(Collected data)
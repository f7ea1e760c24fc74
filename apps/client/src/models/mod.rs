pub mod analysis;
pub mod file;
pub mod resume;

pub use analysis::{AuthenticityResult, MultiResumeResult, ScoreCategory, SimilarityResult};
pub use file::ResumeFile;
pub use resume::{ParsedResume, SubmitAck};
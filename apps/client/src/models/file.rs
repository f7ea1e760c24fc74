use std::path::Path;

use bytes::Bytes;

use crate::errors::{ActionError, ActionResult};

pub const PDF_MIME: &str = "application/pdf";

/// A local file picked by the user, held in memory until it is uploaded.
#[derive(Debug, Clone, PartialEq)]
pub struct ResumeFile {
    pub name: String,
    /// Derived from the file extension, the same way a browser file picker does.
    pub mime: String,
    pub bytes: Bytes,
}

impl ResumeFile {
    pub fn new(name: impl Into<String>, bytes: impl Into<Bytes>) -> Self {
        let name = name.into();
        let mime = mime_guess::from_path(&name)
            .first_or_octet_stream()
            .essence_str()
            .to_string();
        Self {
            name,
            mime,
            bytes: bytes.into(),
        }
    }

    pub async fn from_path(path: &Path) -> ActionResult<Self> {
        let name = path
            .file_name()
            .map(|n| n.to_string_lossy().into_owned())
            .ok_or_else(|| ActionError::validation(format!("'{}' is not a file", path.display())))?;
        let bytes = tokio::fs::read(path).await?;
        Ok(Self::new(name, bytes))
    }

    pub fn is_pdf(&self) -> bool {
        self.mime == PDF_MIME
    }

    pub fn size(&self) -> usize {
        self.bytes.len()
    }
}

▶ **WHAT YOU WILL DO**: Repeat, word for word, every line from the line that contains "use bytes::Bytes;" to the end of the entries; include both of those lines and no others.

▶ **EXPECTED ANSWER**:
use bytes::Bytes;

use crate::errors::{ActionError, ActionResult};

pub const PDF_MIME: &str = "application/pdf";

/// A local file picked by the user, held in memory until it is uploaded.
#[derive(Debug, Clone, PartialEq)]
pub struct ResumeFile {
    pub name: String,
    /// Derived from the file extension, the same way a browser file picker does.
    pub mime: String,
    pub bytes: Bytes,
}

impl ResumeFile {
    pub fn new(name: impl Into<String>, bytes: impl Into<Bytes>) -> Self {
        let name = name.into();
        let mime = mime_guess::from_path(&name)
            .first_or_octet_stream()
            .essence_str()
            .to_string();
        Self {
            name,
            mime,
            bytes: bytes.into(),
        }
    }

    pub async fn from_path(path: &Path) -> ActionResult<Self> {
        let name = path
            .file_name()
            .map(|n| n.to_string_lossy().into_owned())
            .ok_or_else(|| ActionError::validation(format!("'{}' is not a file", path.display())))?;
        let bytes = tokio::fs::read(path).await?;
        Ok(Self::new(name, bytes))
    }

    pub fn is_pdf(&self) -> bool {
        self.mime == PDF_MIME
    }

    pub fn size(&self) -> usize {
        self.bytes.len()
    }
}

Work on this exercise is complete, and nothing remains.